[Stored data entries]

###

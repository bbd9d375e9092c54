// src/exec/backend.rs

//! Traits for the version control and CI remote the publish step uses.
//!
//! The session only ever talks to these traits. Production code plugs in
//! [`GitCli`](super::GitCli) and [`GlabCli`](super::GlabCli); tests provide
//! fakes that record calls and operate on an in-memory filesystem.

use std::future::Future;
use std::path::Path;
use std::pin::Pin;

use crate::errors::Result;

/// Boxed future returned by the collaborator traits.
pub type BoxFuture<'a, T> = Pin<Box<dyn Future<Output = T> + Send + 'a>>;

/// The git operations needed to publish a throwaway commit and undo it.
pub trait VersionControl: Send + Sync {
    /// Full hash of the commit currently checked out.
    fn head_commit(&self) -> BoxFuture<'_, Result<String>>;

    fn current_branch(&self) -> BoxFuture<'_, Result<String>>;

    /// Stash uncommitted work. Returns `false` when there was nothing to
    /// stash.
    fn stash(&self) -> BoxFuture<'_, Result<bool>>;

    fn stash_pop(&self) -> BoxFuture<'_, Result<()>>;

    /// Stage everything under `path`.
    fn add<'a>(&'a self, path: &'a Path) -> BoxFuture<'a, Result<()>>;

    fn commit<'a>(&'a self, message: &'a str, no_verify: bool) -> BoxFuture<'a, Result<()>>;

    fn force_push<'a>(&'a self, remote: &'a str, branch: &'a str) -> BoxFuture<'a, Result<()>>;

    fn reset_hard<'a>(&'a self, commit: &'a str) -> BoxFuture<'a, Result<()>>;
}

/// What the CI remote reports for a branch or commit.
#[derive(Debug, Clone, Default, PartialEq, Eq)]
pub struct PipelineStatus {
    pub running: bool,
    /// Names of failed jobs, as the remote prints them.
    pub failed_jobs: Vec<String>,
    pub url: Option<String>,
}

/// The CI service hosting the pipelines.
pub trait CiRemote: Send + Sync {
    /// Fail unless the remote tooling is installed and authenticated.
    fn ensure_ready(&self) -> BoxFuture<'_, Result<()>>;

    /// Latest pipeline status for a branch or commit.
    fn pipeline_status<'a>(&'a self, reference: &'a str) -> BoxFuture<'a, Result<PipelineStatus>>;

    fn has_open_merge_request<'a>(&'a self, branch: &'a str) -> BoxFuture<'a, Result<bool>>;

    /// Start a pipeline for `branch`.
    fn run_pipeline<'a>(&'a self, branch: &'a str) -> BoxFuture<'a, Result<()>>;
}
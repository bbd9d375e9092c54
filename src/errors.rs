// src/errors.rs

//! Crate-wide error type and result alias.
//!
//! Validation errors (`JobNotFound`, the structural sub-job errors,
//! `MalformedTarget`, `NoTargets`, ...) are raised before any document is
//! touched. Errors raised while publishing are reported only after the
//! working tree has been restored.

use std::path::PathBuf;

use thiserror::Error;

#[derive(Error, Debug)]
pub enum MinipipeError {
    #[error("Configuration error: {0}")]
    ConfigError(String),

    #[error("IO error: {0}")]
    IoError(#[from] std::io::Error),

    #[error("TOML parsing error: {0}")]
    TomlError(#[from] toml::de::Error),

    #[error("YAML error: {0}")]
    YamlError(#[from] serde_yaml::Error),

    #[error(
        "Job name [{0}] not found! Check the spelling; sub-jobs are written as 'job:[subjob]'"
    )]
    JobNotFound(String),

    #[error("There is no `parallel` section in job '{0}'")]
    NoParallel(String),

    #[error("There is no `matrix` in the `parallel` section of job '{0}'")]
    NoMatrix(String),

    #[error("Sub-job '{subjob}' not found in the matrix of job '{job}'")]
    SubJobNotFound { job: String, subjob: String },

    #[error("Multiple ':[' in one job name, please check target '{0}'")]
    MalformedTarget(String),

    #[error("There is no target job to generate a pipeline for")]
    NoTargets,

    #[error("There is no failed job in branch/commit '{0}'")]
    NoFailedJobs(String),

    #[error("Cycle detected in job references: {0}")]
    DependencyCycle(String),

    #[error("Job '{job}' is defined in both '{first}' and '{second}'")]
    DuplicateJob {
        job: String,
        first: String,
        second: String,
    },

    #[error(
        "Job '{job}' would run {size} parallel instances, above the limit of {limit}; lower the repeat count"
    )]
    ParallelLimit { job: String, size: u64, limit: u64 },

    #[error("Invalid CI document {path:?}: {reason}")]
    InvalidDocument { path: PathBuf, reason: String },

    #[error("Unknown YAML tag '{tag}' in {document}")]
    UnknownTag { tag: String, document: String },

    #[error("Version control error: {0}")]
    Vcs(String),

    #[error("Remote CI error: {0}")]
    Remote(String),

    #[error(
        "Recovery failed ({reason}); reset back to commit {commit}{}",
        stash_hint(.stashed)
    )]
    Restore {
        commit: String,
        stashed: bool,
        reason: String,
    },

    #[error("Unexpected failure while publishing: {0}")]
    Unexpected(String),

    #[error(transparent)]
    Other(#[from] anyhow::Error),
}

fn stash_hint(stashed: &bool) -> &'static str {
    if *stashed { " and apply/pop the stash" } else { "" }
}

pub use anyhow::Error;
pub type Result<T> = std::result::Result<T, MinipipeError>;
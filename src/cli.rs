// src/cli.rs

//! CLI argument parsing using `clap`.

use clap::{Parser, ValueEnum};

/// Command-line arguments for `minipipe`.
#[derive(Debug, Clone, Parser)]
#[command(
    name = "minipipe",
    version,
    about = "Push a throwaway commit whose GitLab CI config only runs the given (or last failed) jobs.",
    long_about = "Reduces the CI job graph to the jobs needed by the targets, narrows matrix \
                  jobs to the requested sub-jobs, optionally repeats them, pushes the result \
                  as a throwaway commit and restores the working tree afterwards.\n\n\
                  Job format: `job`, `job:[subjob]`. Example: minipipe -j 'lint:[python], build'"
)]
pub struct CliArgs {
    /// Comma separated target jobs, e.g. "test:[f1], lint".
    ///
    /// When omitted, the failed jobs of the last pipeline are used.
    #[arg(short = 'j', long, value_name = "LIST")]
    pub jobs: Option<String>,

    /// Branch or commit to read failed jobs from.
    #[arg(short = 'f', long, value_name = "REF", default_value = "HEAD")]
    pub failed_from: String,

    /// Run each target this many times (`-r 2` adds `REPEAT: [0, 1]`).
    ///
    /// Sub-jobs times repeat must stay under the platform limit (200).
    #[arg(short = 'r', long, value_name = "N", default_value_t = 0)]
    pub repeat: u32,

    /// Pass `--no-verify` to `git commit`.
    #[arg(short = 'n', long)]
    pub no_verify: bool,

    /// Show detailed debug messages (same as `--log-level debug`).
    #[arg(short = 'd', long)]
    pub debug: bool,

    /// Logging level (error, warn, info, debug, trace).
    ///
    /// If omitted, `MINIPIPE_LOG` or a default level will be used.
    #[arg(long, value_enum, value_name = "LEVEL")]
    pub log_level: Option<LogLevel>,

    /// Path to the config file (TOML). Missing file means defaults.
    #[arg(long, value_name = "PATH", default_value = "Minipipe.toml")]
    pub config: String,

    /// Directory holding the CI documents; overrides `[config].ci_dir`.
    #[arg(long, value_name = "DIR")]
    pub ci_dir: Option<String>,

    /// Resolve and print the reduced documents, but don't touch git or disk.
    #[arg(long)]
    pub dry_run: bool,

    /// Answer "yes" to every confirmation prompt.
    #[arg(short = 'y', long)]
    pub yes: bool,
}

/// Log level as exposed on the CLI.
#[derive(Debug, Copy, Clone, ValueEnum)]
pub enum LogLevel {
    Error,
    Warn,
    Info,
    Debug,
    Trace,
}

/// Convenience wrapper around `CliArgs::parse()`.
pub fn parse() -> CliArgs {
    CliArgs::parse()
}
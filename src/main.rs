// src/main.rs

use minipipe::{cli, logging, run};

#[tokio::main(flavor = "current_thread")]
async fn main() {
    if let Err(err) = run_main().await {
        eprintln!("minipipe error: {err}");
        std::process::exit(1);
    }
}

async fn run_main() -> anyhow::Result<()> {
    let args = cli::parse();
    logging::init_logging(args.log_level, args.debug)?;
    run(args).await?;
    Ok(())
}
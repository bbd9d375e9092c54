// src/engine/publish.rs

use std::any::Any;
use std::sync::Arc;
use std::time::Duration;

use tokio::task::JoinError;
use tracing::{error, info, warn};

use crate::config::ConfigFile;
use crate::document::DocumentStore;
use crate::engine::restore::RestorePoint;
use crate::errors::{MinipipeError, Result};
use crate::exec::{CiRemote, VersionControl};
use crate::transform::RewrittenDocument;

const MESSAGE_LIMIT: usize = 80;
const MESSAGE_KEEP: usize = 75;

/// Commit message for the throwaway commit, shortened to fit one line.
pub fn commit_message(prefix: &str, targets: &[String]) -> String {
    let message = format!("{prefix}{}", targets.join(","));
    if message.chars().count() > MESSAGE_LIMIT {
        let kept: String = message.chars().take(MESSAGE_KEEP).collect();
        format!("{kept} ...")
    } else {
        message
    }
}

/// Knobs for one publish.
#[derive(Debug, Clone)]
pub struct PublishOptions {
    pub remote: String,
    pub message: String,
    pub no_verify: bool,
    /// Pause between the push and the merge-request check, so the remote
    /// has registered the push.
    pub settle: Duration,
}

impl PublishOptions {
    pub fn from_config(cfg: &ConfigFile, message: String, no_verify: bool) -> Self {
        Self {
            remote: cfg.config().remote.clone(),
            message,
            no_verify,
            settle: Duration::from_secs(cfg.config().settle_secs),
        }
    }
}

/// Runs the publish transaction against a version control and CI remote.
#[derive(Clone)]
pub struct Publisher {
    vcs: Arc<dyn VersionControl>,
    remote: Arc<dyn CiRemote>,
}

impl std::fmt::Debug for Publisher {
    fn fmt(&self, f: &mut std::fmt::Formatter<'_>) -> std::fmt::Result {
        f.debug_struct("Publisher").finish_non_exhaustive()
    }
}

impl Publisher {
    pub fn new(vcs: Arc<dyn VersionControl>, remote: Arc<dyn CiRemote>) -> Self {
        Self { vcs, remote }
    }

    /// Write `outputs`, commit and force-push them, and start a pipeline;
    /// then put the working tree back the way it was.
    ///
    /// The restore runs exactly once whether the publish succeeded, failed
    /// or panicked. An error from the publish wins over an error from the
    /// restore, which is then only logged.
    pub async fn publish(
        &self,
        store: Arc<DocumentStore>,
        outputs: Vec<RewrittenDocument>,
        options: PublishOptions,
    ) -> Result<RestorePoint> {
        let point = RestorePoint::capture(self.vcs.as_ref(), &store).await?;

        let task = tokio::spawn(publish_body(
            Arc::clone(&self.vcs),
            Arc::clone(&self.remote),
            Arc::clone(&store),
            outputs,
            options,
            point.branch.clone(),
        ));
        let outcome = match task.await {
            Ok(result) => result,
            Err(join) => Err(unexpected(join)),
        };

        let restored = point.restore(self.vcs.as_ref(), &store).await;

        match (outcome, restored) {
            (Ok(()), Ok(())) => Ok(point),
            (Ok(()), Err(restore_err)) => Err(restore_err),
            (Err(err), Ok(())) => Err(err),
            (Err(err), Err(restore_err)) => {
                error!(error = %restore_err, "recovery failed after a failed publish");
                Err(err)
            }
        }
    }
}

async fn publish_body(
    vcs: Arc<dyn VersionControl>,
    remote: Arc<dyn CiRemote>,
    store: Arc<DocumentStore>,
    outputs: Vec<RewrittenDocument>,
    options: PublishOptions,
    branch: String,
) -> Result<()> {
    store.persist(&outputs)?;
    vcs.add(store.dir()).await?;
    vcs.commit(&options.message, options.no_verify).await?;
    vcs.force_push(&options.remote, &branch).await?;
    info!(branch = %branch, "push succeeded");

    if !options.settle.is_zero() {
        tokio::time::sleep(options.settle).await;
    }
    if !remote.has_open_merge_request(&branch).await? {
        remote.run_pipeline(&branch).await?;
    }
    Ok(())
}

fn unexpected(join: JoinError) -> MinipipeError {
    if join.is_panic() {
        let message = panic_message(join.into_panic());
        warn!(panic = %message, "publish task panicked");
        MinipipeError::Unexpected(message)
    } else {
        MinipipeError::Unexpected(format!("publish task did not finish: {join}"))
    }
}

fn panic_message(payload: Box<dyn Any + Send>) -> String {
    if let Some(s) = payload.downcast_ref::<&str>() {
        s.to_string()
    } else if let Some(s) = payload.downcast_ref::<String>() {
        s.clone()
    } else {
        "panic with a non-string payload".to_string()
    }
}

#[cfg(test)]
mod tests {
    use super::*;

    fn targets(raw: &[&str]) -> Vec<String> {
        raw.iter().map(|s| s.to_string()).collect()
    }

    const PREFIX: &str = "[Don't merge this commit!] minimum pipeline for: ";

    #[test]
    fn short_messages_are_kept() {
        assert_eq!(
            commit_message(PREFIX, &targets(&["build", "test"])),
            format!("{PREFIX}build,test")
        );
    }

    #[test]
    fn long_messages_are_cut() {
        let message = commit_message(PREFIX, &targets(&["a-rather-long-job-name", "another:[f1]"]));
        assert_eq!(message.chars().count(), 79);
        assert!(message.ends_with(" ..."));
        assert!(message.starts_with(PREFIX));
    }

    #[test]
    fn cutting_respects_char_boundaries() {
        let long = "é".repeat(100);
        let message = commit_message("", &targets(&[long.as_str()]));
        assert_eq!(message, format!("{} ...", "é".repeat(75)));
    }

    #[test]
    fn panic_payloads_are_readable() {
        assert_eq!(panic_message(Box::new("boom")), "boom");
        assert_eq!(panic_message(Box::new(String::from("bang"))), "bang");
        assert_eq!(panic_message(Box::new(7u8)), "panic with a non-string payload");
    }
}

###

Task requirements. Would you retype the lines above from the one with "let outcome = match" down to the one with "vcs.commit(&options.message, options.no_verify).await?;", word for word, both ends included and no other lines?

Exercise result.
        let outcome = match task.await {
            Ok(result) => result,
            Err(join) => Err(unexpected(join)),
        };

        let restored = point.restore(self.vcs.as_ref(), &store).await;

        match (outcome, restored) {
            (Ok(()), Ok(())) => Ok(point),
            (Ok(()), Err(restore_err)) => Err(restore_err),
            (Err(err), Ok(())) => Err(err),
            (Err(err), Err(restore_err)) => {
                error!(error = %restore_err, "recovery failed after a failed publish");
                Err(err)
            }
        }
    }
}

async fn publish_body(
    vcs: Arc<dyn VersionControl>,
    remote: Arc<dyn CiRemote>,
    store: Arc<DocumentStore>,
    outputs: Vec<RewrittenDocument>,
    options: PublishOptions,
    branch: String,
) -> Result<()> {
    store.persist(&outputs)?;
    vcs.add(store.dir()).await?;
    vcs.commit(&options.message, options.no_verify).await?;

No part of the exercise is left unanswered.